Wait…. Is that the museum or the dumpster behind the Museum?
Oh, okay, it’s the Museum. Designed by the late Zaha Hadid. Her firm styles the job thusly:
This dialogue of interconnecting geometries describes a series of spaces that offer a variety of adjacencies; allowing many different interpretations when designing exhibitions. Through this complexity, curators can interpret different leads and connections, different perspectives and relationships.
Well, since you put it that way… of course! Says it all! Adjacency! Complexity! Perspectives!
They also aver to the “the vitality of street life” generated by this new addition to the campus.
Okay… if you say so. (Did they mean plant life?)
Thanks to Bruce Bills for the nomination !
Below, some of the “artwork” featured lately:
On the plus side, the building should be invisible to radar at least.
As for the ghastly interiors, they remind me of my one (and only) visit to MOMA in New York: I walked into one empty white-walled room with flickering lights and mumbled, “What’s the name of THIS exhibit, ‘Lights Blinking On and Off’?” And sure enough, it was.
Haha! I love unwitting absurdity on full dsiplay like this. Even better is the “Emperor has no clothes” folks ooohing and aaahing the absurdity.
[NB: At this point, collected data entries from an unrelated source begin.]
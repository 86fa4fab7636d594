use std::path::{Path, PathBuf};

use skyisle_core::IsleResult;

use crate::{IsleConfig, IslandStore};

const DEFAULT_DB_NAME: &str = "skyisle.db";

pub fn load_or_init_config(base: &Path) -> IsleResult<IsleConfig> {
    IsleConfig::load_or_init(base)
}

pub async fn open_store(base: &Path) -> IsleResult<IslandStore> {
    let config = load_or_init_config(base)?;
    IslandStore::connect(&config, base).await
}

pub fn default_sqlite_path(base: &Path) -> PathBuf {
    base.join(DEFAULT_DB_NAME)
}
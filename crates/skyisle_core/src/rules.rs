use std::collections::{BTreeMap, HashMap};

use serde::{Deserialize, Serialize};

use crate::model::MissionKind;
use crate::permission::{Capability, PermissionResolver};
use crate::rank::Rank;

#[derive(Clone, Debug, PartialEq, Serialize, Deserialize)]
pub struct MissionDef {
    pub kind: MissionKind,
    /// Event key such as `PLACE:COBBLESTONE`.
    pub trigger: String,
    pub amount: i64,
}

/// Gameplay tables shared by every island.
#[derive(Clone, Debug, Serialize, Deserialize)]
#[serde(default)]
pub struct IslandRules {
    pub permissions: HashMap<Capability, Rank>,
    pub block_values: HashMap<String, f64>,
    pub missions: BTreeMap<String, MissionDef>,
    /// Leaderboard position (1-based) to display slot.
    pub island_top_slots: BTreeMap<usize, usize>,
    pub invite_ttl_ms: Option<i64>,
}

impl IslandRules {
    pub fn resolver(&self) -> PermissionResolver {
        PermissionResolver::new(&self.permissions)
    }

    pub fn block_value(&self, material: &str) -> Option<f64> {
        self.block_values.get(material).copied()
    }

    pub fn missions_triggered_by<'a>(
        &'a self,
        trigger: &'a str,
    ) -> impl Iterator<Item = (&'a String, &'a MissionDef)> + 'a {
        self.missions
            .iter()
            .filter(move |(_, mission)| mission.trigger == trigger)
    }
}

impl Default for IslandRules {
    fn default() -> Self {
        let block_values = [
            ("IRON_BLOCK", 3.0),
            ("GOLD_BLOCK", 5.0),
            ("EMERALD_BLOCK", 20.0),
            ("DIAMOND_BLOCK", 10.0),
            ("NETHERITE_BLOCK", 150.0),
        ]
        .into_iter()
        .map(|(material, value)| (material.to_string(), value))
        .collect();
        let mut missions = BTreeMap::new();
        missions.insert(
            "cobblestone_builder".to_string(),
            MissionDef {
                kind: MissionKind::Daily,
                trigger: "PLACE:COBBLESTONE".to_string(),
                amount: 64,
            },
        );
        let island_top_slots = [
            (1, 4),
            (2, 12),
            (3, 14),
            (4, 19),
            (5, 20),
            (6, 21),
            (7, 22),
            (8, 23),
            (9, 24),
            (10, 25),
        ]
        .into_iter()
        .collect();
        Self {
            permissions: HashMap::new(),
            block_values,
            missions,
            island_top_slots,
            invite_ttl_ms: None,
        }
    }
}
During the 1990s I’d go to D.C. a couple of times a a year for work. During my free time I’d wander the sites and museums. The National Gallery of Art was a staple. I spent several hours there. One trip I wandered over to the modern art building. I spent about 20 minutes there. That 20 minutes was one of my first true realizations that this culture of ours is absolutely vacant, void and heartless. The art felt like it all relied on “gotcha” wit and “ain’t I so clever” cleverness…complete with a “metaphysical manual” (nice one Jim) to explain the artist’s intentions. Many years later I read Morris Berman’s books about America being a culture of hustlers and then it all fell into place.
That’s not to say there aren’t good, competent and very capable artists today. I’ve seen many in our local galleries. But a lot of this contemporary art is just in the “oh please” camp.
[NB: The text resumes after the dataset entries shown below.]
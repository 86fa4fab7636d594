//! In-memory entity collections mirrored to the backend.
//!
//! A [`Repository`] holds every row of one entity kind. Reads and writes go
//! to memory first; the backend is touched only by the `async` methods, and
//! failures there are logged rather than surfaced to program logic.

use std::sync::{Mutex, MutexGuard, PoisonError};

use async_trait::async_trait;
use log::{debug, error, warn};
use sea_orm::sea_query::{
    Cond, Expr, MysqlQueryBuilder, PostgresQueryBuilder, Query, QueryStatementWriter,
    SqliteQueryBuilder, Values,
};
use sea_orm::{
    ConnectionTrait, DatabaseBackend, DatabaseConnection, QueryResult, Statement,
    TransactionTrait,
};
use skyisle_core::{Island, IslandId, IsleError, IsleResult};

use crate::db::SkyisleIslands;
use crate::record::Record;

/// Keys per `DELETE` statement; keeps bound-parameter counts well under the
/// SQLite limit.
const DELETE_CHUNK: usize = 200;

pub(crate) fn build_stmt<S: QueryStatementWriter>(
    backend: DatabaseBackend,
    stmt: &S,
) -> (String, Values) {
    match backend {
        DatabaseBackend::Sqlite => stmt.build(SqliteQueryBuilder),
        DatabaseBackend::Postgres => stmt.build(PostgresQueryBuilder),
        DatabaseBackend::MySql => stmt.build(MysqlQueryBuilder),
    }
}

pub(crate) async fn exec<C, S>(conn: &C, stmt: &S) -> IsleResult<()>
where
    C: ConnectionTrait,
    S: QueryStatementWriter,
{
    let backend = conn.get_database_backend();
    let (sql, values) = build_stmt(backend, stmt);
    conn.execute(Statement::from_sql_and_values(backend, sql, values))
        .await?;
    Ok(())
}

pub(crate) async fn query_all<C, S>(conn: &C, stmt: &S) -> IsleResult<Vec<QueryResult>>
where
    C: ConnectionTrait,
    S: QueryStatementWriter,
{
    let backend = conn.get_database_backend();
    let (sql, values) = build_stmt(backend, stmt);
    let rows = conn
        .query_all(Statement::from_sql_and_values(backend, sql, values))
        .await?;
    Ok(rows)
}

pub(crate) async fn query_one<C, S>(conn: &C, stmt: &S) -> IsleResult<Option<QueryResult>>
where
    C: ConnectionTrait,
    S: QueryStatementWriter,
{
    let backend = conn.get_database_backend();
    let (sql, values) = build_stmt(backend, stmt);
    let row = conn
        .query_one(Statement::from_sql_and_values(backend, sql, values))
        .await?;
    Ok(row)
}

/// Outcome of flushing one repository.
#[derive(Clone, Debug, PartialEq, Eq)]
pub struct FlushReport {
    pub kind: &'static str,
    pub rows: usize,
    pub ok: bool,
}

pub struct Repository<R: Record> {
    rows: Mutex<Vec<R>>,
}

impl<R: Record> Default for Repository<R> {
    fn default() -> Self {
        Self::from_rows(Vec::new())
    }
}

impl<R: Record> Repository<R> {
    pub fn from_rows(rows: Vec<R>) -> Self {
        Self {
            rows: Mutex::new(rows),
        }
    }

    /// Startup load. A backend failure yields an empty collection so the
    /// process can still start.
    pub async fn load(conn: &DatabaseConnection) -> Self {
        match Self::fetch_all(conn).await {
            Ok(rows) => {
                debug!("repo: loaded {} {} rows", rows.len(), R::KIND);
                Self::from_rows(rows)
            }
            Err(err) => {
                error!("repo: load {} failed, starting empty: {err}", R::KIND);
                Self::default()
            }
        }
    }

    pub async fn fetch_all<C: ConnectionTrait>(conn: &C) -> IsleResult<Vec<R>> {
        query_all(conn, &R::select())
            .await?
            .iter()
            .map(R::decode)
            .collect()
    }

    fn lock(&self) -> MutexGuard<'_, Vec<R>> {
        self.rows.lock().unwrap_or_else(PoisonError::into_inner)
    }

    pub fn all(&self) -> Vec<R> {
        self.lock().clone()
    }

    pub fn len(&self) -> usize {
        self.lock().len()
    }

    pub fn is_empty(&self) -> bool {
        self.lock().is_empty()
    }

    pub fn get(&self, key: &R::Key) -> Option<R> {
        self.lock().iter().find(|row| &row.key() == key).cloned()
    }

    pub fn find(&self, predicate: impl Fn(&R) -> bool) -> Option<R> {
        self.lock().iter().find(|row| predicate(row)).cloned()
    }

    pub fn filter(&self, predicate: impl Fn(&R) -> bool) -> Vec<R> {
        self.lock()
            .iter()
            .filter(|row| predicate(row))
            .cloned()
            .collect()
    }

    /// Inserts or replaces by key; new rows keep insertion order.
    pub fn put(&self, row: R) {
        let mut rows = self.lock();
        let key = row.key();
        match rows.iter_mut().find(|existing| existing.key() == key) {
            Some(existing) => *existing = row,
            None => rows.push(row),
        }
    }

    /// Applies `change` to the row under `key` and returns the new value.
    pub fn update(&self, key: &R::Key, change: impl FnOnce(&mut R)) -> Option<R> {
        let mut rows = self.lock();
        let row = rows.iter_mut().find(|row| &row.key() == key)?;
        change(row);
        Some(row.clone())
    }

    /// Find-or-create under one lock acquisition.
    pub fn update_or_insert(
        &self,
        key: &R::Key,
        create: impl FnOnce() -> R,
        change: impl FnOnce(&mut R),
    ) -> R {
        let mut rows = self.lock();
        let index = match rows.iter().position(|row| &row.key() == key) {
            Some(index) => index,
            None => {
                rows.push(create());
                rows.len() - 1
            }
        };
        let row = &mut rows[index];
        change(row);
        row.clone()
    }

    /// Applies `change` to every matching row; returns the changed rows.
    pub fn update_where(&self, predicate: impl Fn(&R) -> bool, change: impl Fn(&mut R)) -> Vec<R> {
        let mut rows = self.lock();
        let mut changed = Vec::new();
        for row in rows.iter_mut().filter(|row| predicate(row)) {
            change(row);
            changed.push(row.clone());
        }
        changed
    }

    pub fn remove(&self, key: &R::Key) -> Option<R> {
        let mut rows = self.lock();
        let index = rows.iter().position(|row| &row.key() == key)?;
        Some(rows.remove(index))
    }

    pub fn remove_where(&self, predicate: impl Fn(&R) -> bool) -> Vec<R> {
        let mut rows = self.lock();
        let (removed, kept): (Vec<R>, Vec<R>) = rows.drain(..).partition(|row| predicate(row));
        *rows = kept;
        removed
    }

    /// Upserts the persistable part of `rows` in one transaction.
    pub async fn write(conn: &DatabaseConnection, rows: &[R]) -> IsleResult<()> {
        let rows: Vec<&R> = rows.iter().filter(|row| row.persistable()).collect();
        if rows.is_empty() {
            return Ok(());
        }
        let tx = conn.begin().await?;
        for row in rows {
            exec(&tx, &row.upsert()).await?;
        }
        tx.commit().await?;
        Ok(())
    }

    /// Deletes `keys` in one transaction, chunked.
    pub async fn erase(conn: &DatabaseConnection, keys: &[R::Key]) -> IsleResult<()> {
        if keys.is_empty() {
            return Ok(());
        }
        let tx = conn.begin().await?;
        for chunk in keys.chunks(DELETE_CHUNK) {
            let mut cond = Cond::any();
            for key in chunk {
                cond = cond.add(R::key_condition(key));
            }
            let delete = Query::delete()
                .from_table(R::TABLE)
                .cond_where(cond)
                .to_owned();
            exec(&tx, &delete).await?;
        }
        tx.commit().await?;
        Ok(())
    }

    /// Memory first, then a logged best-effort backend write.
    pub async fn upsert(&self, conn: &DatabaseConnection, row: R) {
        self.put(row.clone());
        self.persist(conn, &[row]).await;
    }

    /// Best-effort backend write of rows already held in memory.
    pub async fn persist(&self, conn: &DatabaseConnection, rows: &[R]) {
        if let Err(err) = Self::write(conn, rows).await {
            error!("repo: upsert {} x{} failed: {err}", R::KIND, rows.len());
        }
    }

    /// Best-effort backend delete; memory is not touched.
    pub async fn discard(&self, conn: &DatabaseConnection, keys: &[R::Key]) {
        if let Err(err) = Self::erase(conn, keys).await {
            error!("repo: delete {} x{} failed: {err}", R::KIND, keys.len());
        }
    }

    /// Removes the row from memory, then from the backend. Returns the
    /// removed row.
    pub async fn delete(&self, conn: &DatabaseConnection, key: &R::Key) -> Option<R> {
        let removed = self.remove(key)?;
        self.discard(conn, &[removed.key()]).await;
        Some(removed)
    }

    /// Writes the whole collection in one transaction.
    pub async fn flush_all(&self, conn: &DatabaseConnection) -> FlushReport {
        let snapshot = self.all();
        let ok = match Self::write(conn, &snapshot).await {
            Ok(()) => true,
            Err(err) => {
                error!("repo: flush {} x{} failed: {err}", R::KIND, snapshot.len());
                false
            }
        };
        FlushReport {
            kind: R::KIND,
            rows: snapshot.len(),
            ok,
        }
    }

    /// Bulk delete. The backend goes first inside one transaction; memory is
    /// only pruned once it commits, so a failure leaves both sides as they
    /// were. Rows changed while the delete was in flight stay in memory.
    pub async fn delete_where(
        &self,
        conn: &DatabaseConnection,
        predicate: impl Fn(&R) -> bool,
    ) -> IsleResult<usize> {
        let doomed = self.filter(&predicate);
        if doomed.is_empty() {
            return Ok(0);
        }
        let keys: Vec<R::Key> = doomed.iter().map(Record::key).collect();
        if let Err(err) = Self::erase(conn, &keys).await {
            error!(
                "repo: bulk delete {} x{} failed, memory unchanged: {err}",
                R::KIND,
                keys.len()
            );
            return Err(err);
        }
        let mut rows = self.lock();
        let before = rows.len();
        rows.retain(|row| !doomed.contains(row));
        let removed = before - rows.len();
        if removed < doomed.len() {
            debug!(
                "repo: {} {} rows changed during bulk delete, kept in memory",
                doomed.len() - removed,
                R::KIND
            );
        }
        Ok(removed)
    }
}

/// Object-safe flush handle so a store can walk every repository in turn.
#[async_trait]
pub trait Flushable: Send + Sync {
    async fn flush(&self, conn: &DatabaseConnection) -> FlushReport;
}

#[async_trait]
impl<R: Record> Flushable for Repository<R> {
    async fn flush(&self, conn: &DatabaseConnection) -> FlushReport {
        self.flush_all(conn).await
    }
}

impl Repository<Island> {
    /// Inserts a new island without an id and reads it back by its unique
    /// name to learn the backend-assigned id. The re-read row joins the
    /// in-memory collection unless memory already holds a different island
    /// under that id, which is reported as a conflict.
    pub async fn insert_and_refetch(
        &self,
        conn: &DatabaseConnection,
        name: &str,
    ) -> IsleResult<Island> {
        let insert = Query::insert()
            .into_table(SkyisleIslands::Table)
            .columns([SkyisleIslands::Name, SkyisleIslands::Value])
            .values_panic([name.into(), 0.0_f64.into()])
            .to_owned();
        exec(conn, &insert).await?;
        let select = Island::select()
            .and_where(Expr::col(SkyisleIslands::Name).eq(name))
            .to_owned();
        let row = query_one(conn, &select)
            .await?
            .ok_or_else(|| IsleError::persistence(format!("island '{name}' missing after insert")))?;
        let island = Island::decode(&row)?;
        let clash = {
            let mut rows = self.lock();
            match rows.iter().find(|held| held.id == island.id) {
                Some(held) if held.name != island.name => Some(held.name.clone()),
                _ => {
                    rows.retain(|held| held.id != island.id);
                    rows.push(island.clone());
                    None
                }
            }
        };
        if let Some(held) = clash {
            if let Err(err) = Self::erase(conn, &[island.id]).await {
                warn!("repo: could not undo insert of island '{name}': {err}");
            }
            return Err(IsleError::conflict(format!(
                "backend assigned {} to '{name}' but memory holds '{held}' under it",
                island.id
            )));
        }
        Ok(island)
    }

    /// Id used when the backend cannot assign one. Counts down from -1 so it
    /// never meets a backend id.
    pub fn next_provisional_id(&self) -> IslandId {
        let min = self.lock().iter().map(|island| island.id.as_i32()).min();
        IslandId(min.unwrap_or(0).min(0) - 1)
    }

    pub fn warn_provisional(island: &Island, err: &IsleError) {
        warn!(
            "repo: island '{}' registered with provisional id {} after backend failure: {err}",
            island.name, island.id
        );
    }
}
Don’t take the brown acid.
Does the building have a doorway or entrance? It must be adjacent to something …
It looks like a cousin of the Granoff Center at Brown University, generally referred to as the Broken Acordian. So I thought the guilty party would have been Dildo, Renfield & Scrofulous, who did both the Granoff and Broad in LA. Surprise! October is the time of year to reflect on the undead, however, so Ms. Hadid has returned to haunt us despite her eviction from Tokyo.
unflushed toilets look better
Oh, it’s the art critic, Jim Fucking Kunstler. I suppose anything more complex than a Kincaid or a John McNaughton isn’t art in your eyes. Asshole.
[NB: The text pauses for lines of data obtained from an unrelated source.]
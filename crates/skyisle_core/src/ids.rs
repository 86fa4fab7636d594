use std::fmt;

use serde::{Deserialize, Serialize};
use uuid::Uuid;

use crate::{IsleError, IsleResult};

/// Backend-assigned surrogate key of an island.
#[derive(Clone, Copy, Debug, Eq, PartialEq, Ord, PartialOrd, Hash, Serialize, Deserialize)]
#[serde(transparent)]
pub struct IslandId(pub i32);

impl IslandId {
    pub fn as_i32(self) -> i32 {
        self.0
    }

    /// Ids below 1 are never handed out by the backend; they mark islands
    /// still waiting for a real id.
    pub fn is_provisional(self) -> bool {
        self.0 < 1
    }
}

impl fmt::Display for IslandId {
    fn fmt(&self, f: &mut fmt::Formatter<'_>) -> fmt::Result {
        write!(f, "#{}", self.0)
    }
}

/// Stable player identity.
#[derive(Clone, Copy, Debug, Eq, PartialEq, Ord, PartialOrd, Hash, Serialize, Deserialize)]
#[serde(transparent)]
pub struct UserId(pub Uuid);

impl UserId {
    pub fn new() -> Self {
        Self(Uuid::new_v4())
    }

    pub fn from_uuid_str(value: &str) -> IsleResult<Self> {
        let uuid = Uuid::parse_str(value)
            .map_err(|err| IsleError::invalid(format!("invalid uuid '{value}': {err}")))?;
        Ok(Self(uuid))
    }

    pub fn to_uuid_string(self) -> String {
        self.0.to_string()
    }
}

impl Default for UserId {
    fn default() -> Self {
        Self::new()
    }
}

impl fmt::Display for UserId {
    fn fmt(&self, f: &mut fmt::Formatter<'_>) -> fmt::Result {
        write!(f, "{}", self.0)
    }
}

#[cfg(test)]
mod tests {
    use super::{IslandId, UserId};

    #[test]
    fn only_backend_ids_are_durable() {
        assert!(IslandId(-3).is_provisional());
        assert!(IslandId(0).is_provisional());
        assert!(!IslandId(1).is_provisional());
    }

    #[test]
    fn user_id_parses_its_own_string_form() {
        let id = UserId::new();
        let parsed = UserId::from_uuid_str(&id.to_uuid_string()).expect("parse");
        assert_eq!(parsed, id);
    }

    #[test]
    fn user_id_rejects_garbage() {
        assert!(UserId::from_uuid_str("not-a-uuid").is_err());
    }
}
Sounds like an East Lansing artist.
… or curator.
The “artsey” language they use to describe it is as ugly and meaningless as the building itself. All I see is alienation.
Uh, bitter. And triggered. Try to relax. Take a long walk in woods.
Sorry, this comment was intended for smoothtom.
What am I looking at, an armored vehicle ready to assault one’s aesthetic sense, a new AAAV, a new ‘anti-art assault vehicle’? The asynchronous, awkward angularity can be quite alarming.
One couldn’t be blamed for thinking it the wreckage of a B-52 Stratofortress, since the sign isn’t visible, the sign that says, “Scrap Metal Sold Here.”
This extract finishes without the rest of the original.